For repetitions below available PEs: Use URC and SRV patterns, and introduce a new Low-Level Iteration (LLI) pattern for task-level parallelism with minimal performance impact.
For repetitions exceeding available PEs: Coarse-grained grouping and partial loop unrolling are applied.

This tutorial only demonstrate the first version of SCAPE since the relevance of methods depends on the use case application.

Project Setup

In addition to the default requirements (see Requirements for Running Tutorial Generated Code), please download the following files:

Add the SCAPE process upstream the standard dataflow resource allocation process:

Open Workflow/ Codegen.workflow.
Add a new workflow task from the palette.
Name the task SCAPE.
Connect it th the scenario, PiMM2SrDAG, Sceduling and Code Generation tasks.
Click on the task a fill the Basic properties:

id	SCAPE
plugin identifier	scape.task.identifier

Click on the task a fill the Task variable properties (more detail, see Workflow Tasks Reference )

Name	Value
Level number	1
Memory optimization	False
SCAPE mode	0
Stack size	1048576

Launch the resource allocation process:

Right-click on the workflow “/Workflows/hypervisor.workflow” and select “Preesm > Run Workflow”
In the scenario selection wizard, select “/Scenarios/initialisation.scenario

During its execution, the workflow will log information into the Console of Preesm. When running a workflow, you should always check this console for warnings and errors (or any other useful information).
Additionnaly, the workflow execution generates intermediary dataflow graphs that can be found in the /Algo/generated/ directory. The C code generated by the workflow is contained in the /Code/generated/ directory.
The resulting Gantt may involve firings of the cluster actor “urc_*” without any mention to Read_YUV, Sobel, Dilation or Erosion.

References

[1] Ophélie Renaud, Dylan Gageot, Karol Desnos, and Jean-François Nezan, « SCAPE: HW-Aware Clustering of Dataflow Actors for Tunable Scheduling Complexity ».

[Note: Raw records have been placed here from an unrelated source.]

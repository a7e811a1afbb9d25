//! Server dependencies (using traits for testability)
//!
//! Central container handed to the orchestrator and the HTTP layer. External
//! services sit behind trait objects so tests can swap in the in-memory store
//! and the mock gateway.

use anyhow::Result;
use async_trait::async_trait;
use std::sync::Arc;
use twilio::{whatsapp_address, TwilioService};

use crate::domains::dispatch::events::DispatchEvent;
use crate::kernel::{stream_hub::StreamHub, BaseDispatchStore, BaseMessageGateway, SendReceipt};

// =============================================================================
// TwilioService Adapter (implements BaseMessageGateway trait)
// =============================================================================

/// Wrapper around TwilioService that sends over the WhatsApp channel.
pub struct TwilioAdapter(pub Arc<TwilioService>);

impl TwilioAdapter {
    pub fn new(service: Arc<TwilioService>) -> Self {
        Self(service)
    }
}

#[async_trait]
impl BaseMessageGateway for TwilioAdapter {
    async fn send_message(&self, from: &str, to: &str, body: &str) -> Result<SendReceipt> {
        let response = self
            .0
            .send_message(&whatsapp_address(from), &whatsapp_address(to), body)
            .await
            .map_err(|e| anyhow::anyhow!("{}", e))?;

        Ok(SendReceipt {
            message_id: response.sid,
        })
    }
}

// =============================================================================
// ServerDeps
// =============================================================================

#[derive(Clone)]
pub struct ServerDeps {
    pub store: Arc<dyn BaseDispatchStore>,
    pub gateway: Arc<dyn BaseMessageGateway>,
    /// In-process pub/sub hub for assignment changes
    pub stream_hub: StreamHub<DispatchEvent>,
}

impl ServerDeps {
    pub fn new(
        store: Arc<dyn BaseDispatchStore>,
        gateway: Arc<dyn BaseMessageGateway>,
        stream_hub: StreamHub<DispatchEvent>,
    ) -> Self {
        Self {
            store,
            gateway,
            stream_hub,
        }
    }
}
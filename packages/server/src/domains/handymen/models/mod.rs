pub mod availability;
pub mod coverage_area;
pub mod handyman;
pub mod time_off;

pub use availability::{day_index, DayAvailability, WeeklyAvailability};
pub use coverage_area::{CoverageArea, CoverageType};
pub use handyman::{AvailabilityStatus, Handyman};
pub use time_off::{TimeOff, TimeOffStatus};
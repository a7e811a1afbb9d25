//! Test fixtures: a small dispatch world over the in-memory store.
//!
//! One property in Austin, one open issue, and two handymen who both cover it:
//! H1 by zip code with three specialties, H2 by radius with one. H1 always
//! outranks H2 when both are eligible.

use dispatch_core::domains::dispatch::{DispatchOrchestrator, DispatchAssignment};
use dispatch_core::domains::handymen::{CoverageArea, CoverageType, Handyman};
use dispatch_core::domains::issues::{Issue, IssuePriority, Property};
use dispatch_core::kernel::test_dependencies::{InMemoryDispatchStore, MockMessageGateway};
use dispatch_core::kernel::TestDependencies;
use serde_json::json;

pub const DISPATCH_NUMBER: &str = "+15125550000";

pub const H1_PHONE: &str = "(512) 555-0101";
pub const H1_E164: &str = "+15125550101";

pub const H2_PHONE: &str = "512.555.0102";
pub const H2_E164: &str = "+15125550102";

pub const TEMPLATE: &str =
    "Hi {{handyman_name}}, {{issue_priority}} job at {{property_name}}: {{issue_title}}. Reply 1 to accept, 2 to decline.";

pub struct World {
    pub property: Property,
    pub issue: Issue,
    pub h1: Handyman,
    pub h2: Handyman,
    pub store: InMemoryDispatchStore,
}

impl World {
    /// Fully configured world: template and sender number are set.
    pub fn new() -> Self {
        Self::unconfigured()
            .with_setting("dispatchTemplate", json!(TEMPLATE))
            .with_setting("whatsappNumber", json!(DISPATCH_NUMBER))
    }

    /// Same data, but no settings at all.
    pub fn unconfigured() -> Self {
        let property = Property::builder()
            .name("Riverside Lofts")
            .address("100 Congress Ave")
            .city("Austin")
            .state("TX")
            .zip_code("78701")
            .build();

        let issue = Issue::builder()
            .property_id(property.id)
            .title("Leaking kitchen sink")
            .description("Water pooling under the cabinet")
            .priority(IssuePriority::High)
            .build();

        let h1 = handyman("Dana Reyes", H1_PHONE, &["plumbing", "electrical", "carpentry"]);
        let h2 = handyman("Sam Ortiz", H2_PHONE, &["plumbing"]);

        let store = InMemoryDispatchStore::new()
            .with_property(property.clone())
            .with_issue(issue.clone())
            .with_handyman(h1.clone())
            .with_handyman(h2.clone())
            .with_coverage(
                CoverageArea::builder()
                    .handyman_id(h1.id)
                    .area_type(CoverageType::ZipCode)
                    .value("78701")
                    .is_primary(true)
                    .build(),
            )
            .with_coverage(
                CoverageArea::builder()
                    .handyman_id(h2.id)
                    .area_type(CoverageType::Radius)
                    .value("Austin, TX")
                    .radius_miles(25.0)
                    .priority(2)
                    .build(),
            );

        Self {
            property,
            issue,
            h1,
            h2,
            store,
        }
    }

    pub fn with_setting(mut self, key: &str, value: serde_json::Value) -> Self {
        self.store = self.store.with_setting(key, value);
        self
    }

    pub fn with_assignment(mut self, assignment: DispatchAssignment) -> Self {
        self.store = self.store.with_assignment(assignment);
        self
    }

    pub fn deps(&self) -> TestDependencies {
        TestDependencies::new(self.store.clone())
    }

    pub fn deps_with_gateway(&self, gateway: MockMessageGateway) -> TestDependencies {
        TestDependencies::new(self.store.clone()).with_gateway(gateway)
    }

    pub fn orchestrator(&self) -> (DispatchOrchestrator, TestDependencies) {
        let deps = self.deps();
        (DispatchOrchestrator::new(deps.server_deps()), deps)
    }
}

pub fn handyman(name: &str, phone: &str, specialties: &[&str]) -> Handyman {
    Handyman::builder()
        .name(name)
        .phone(phone)
        .specialties(specialties.iter().map(|s| s.to_string()).collect())
        .build()
}
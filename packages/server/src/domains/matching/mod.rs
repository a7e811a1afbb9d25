//! Property/handyman match scoring.

pub mod scoring;

pub use scoring::{
    rank_handymen, rank_properties, MatchCandidate, MatchScore, RankedHandyman, RankedProperty,
};
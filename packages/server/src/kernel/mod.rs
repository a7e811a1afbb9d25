//! Kernel module - server infrastructure and dependencies.

pub mod deps;
pub mod pg_store;
pub mod scheduled_tasks;
pub mod stream_hub;
pub mod test_dependencies;
pub mod traits;

pub use deps::{ServerDeps, TwilioAdapter};
pub use pg_store::PgDispatchStore;
pub use scheduled_tasks::EscalationScheduler;
pub use stream_hub::StreamHub;
pub use test_dependencies::TestDependencies;
pub use traits::*;
pub mod issue;
pub mod property;

pub use issue::{Issue, IssuePriority, IssueStatus};
pub use property::Property;
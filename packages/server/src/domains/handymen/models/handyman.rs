use anyhow::Result;
use chrono::{DateTime, Utc};
use serde::{Deserialize, Serialize};
use sqlx::PgPool;
use std::collections::BTreeSet;
use typed_builder::TypedBuilder;

use crate::common::HandymanId;

#[derive(Debug, Clone, Copy, PartialEq, Eq, Serialize, Deserialize, sqlx::Type)]
#[sqlx(type_name = "handyman_availability", rename_all = "snake_case")]
#[serde(rename_all = "snake_case")]
pub enum AvailabilityStatus {
    Available,
    Busy,
    OffDuty,
    OnVacation,
    Unavailable,
}

impl AvailabilityStatus {
    /// Busy handymen still receive offers; the others are skipped by auto-match.
    pub fn accepts_offers(&self) -> bool {
        matches!(self, Self::Available | Self::Busy)
    }
}

#[derive(Debug, Clone, Serialize, Deserialize, sqlx::FromRow, TypedBuilder)]
pub struct Handyman {
    #[builder(default = HandymanId::new())]
    pub id: HandymanId,
    #[builder(setter(into))]
    pub name: String,
    /// Raw contact number as entered; normalized before every send.
    #[builder(setter(into))]
    pub phone: String,
    #[builder(default, setter(strip_option, into))]
    pub email: Option<String>,
    #[builder(default)]
    pub specialties: Vec<String>,
    #[builder(default = AvailabilityStatus::Available)]
    pub availability_status: AvailabilityStatus,
    #[builder(default, setter(strip_option))]
    pub rating: Option<f64>,
    #[builder(default = Utc::now())]
    pub created_at: DateTime<Utc>,
}

impl Handyman {
    /// Number of distinct, non-empty specialties (case-insensitive).
    pub fn specialty_count(&self) -> usize {
        self.specialties
            .iter()
            .map(|s| s.trim().to_lowercase())
            .filter(|s| !s.is_empty())
            .collect::<BTreeSet<_>>()
            .len()
    }

    pub async fn find_by_id(id: HandymanId, pool: &PgPool) -> Result<Option<Self>> {
        sqlx::query_as::<_, Self>("SELECT * FROM handymen WHERE id = $1")
            .bind(id)
            .fetch_optional(pool)
            .await
            .map_err(Into::into)
    }

    /// Find by E.164 phone, matching stored numbers regardless of formatting.
    ///
    /// Stored North American numbers may lack the country code, so both digit
    /// forms are compared.
    pub async fn find_by_phone(e164: &str, pool: &PgPool) -> Result<Option<Self>> {
        let digits: String = e164.chars().filter(|c| c.is_ascii_digit()).collect();
        let national = match digits.strip_prefix('1') {
            Some(rest) if digits.len() == 11 => rest.to_string(),
            _ => digits.clone(),
        };

        sqlx::query_as::<_, Self>(
            r#"
            SELECT * FROM handymen
            WHERE regexp_replace(phone, '\D', '', 'g') IN ($1, $2)
            ORDER BY id ASC
            LIMIT 1
            "#,
        )
        .bind(&digits)
        .bind(&national)
        .fetch_optional(pool)
        .await
        .map_err(Into::into)
    }

    pub async fn find_all(pool: &PgPool) -> Result<Vec<Self>> {
        sqlx::query_as::<_, Self>("SELECT * FROM handymen ORDER BY id ASC")
            .fetch_all(pool)
            .await
            .map_err(Into::into)
    }

    pub async fn insert(&self, pool: &PgPool) -> Result<Self> {
        sqlx::query_as::<_, Self>(
            r#"
            INSERT INTO handymen (
                id, name, phone, email, specialties, availability_status, rating, created_at
            )
            VALUES ($1, $2, $3, $4, $5, $6, $7, $8)
            RETURNING *
            "#,
        )
        .bind(self.id)
        .bind(&self.name)
        .bind(&self.phone)
        .bind(&self.email)
        .bind(&self.specialties)
        .bind(self.availability_status)
        .bind(self.rating)
        .bind(self.created_at)
        .fetch_one(pool)
        .await
        .map_err(Into::into)
    }
}

#[cfg(test)]
mod tests {
    use super::*;

    #[test]
    fn specialty_count_ignores_duplicates_and_blanks() {
        let handyman = Handyman::builder()
            .name("Sam")
            .phone("+15550000001")
            .specialties(vec![
                "Plumbing".into(),
                "plumbing ".into(),
                "".into(),
                "Electrical".into(),
            ])
            .build();
        assert_eq!(handyman.specialty_count(), 2);
    }

    #[test]
    fn only_available_and_busy_accept_offers() {
        assert!(AvailabilityStatus::Available.accepts_offers());
        assert!(AvailabilityStatus::Busy.accepts_offers());
        assert!(!AvailabilityStatus::OffDuty.accepts_offers());
        assert!(!AvailabilityStatus::OnVacation.accepts_offers());
        assert!(!AvailabilityStatus::Unavailable.accepts_offers());
    }
}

[2] Ophélie Renaud, Naouel Haggui, Karol Desnos, and Jean-François Nezan, « Automated Clustering and Pipelining of Dataflow Actors for Controlled Scheduling Complexity ».

[3] Ophélie Renaud, Hugo Miomandre, Karol Desnos, and Jean-François Nezan, « Automated Level-Based Clustering of Dataflow Actors for Controlled Scheduling Complexity ».

[4] J.L. Pino, S.S. Bhattacharyya, and E.A. Lee, « A hierarchical multiprocessor scheduling system for DSP applications ».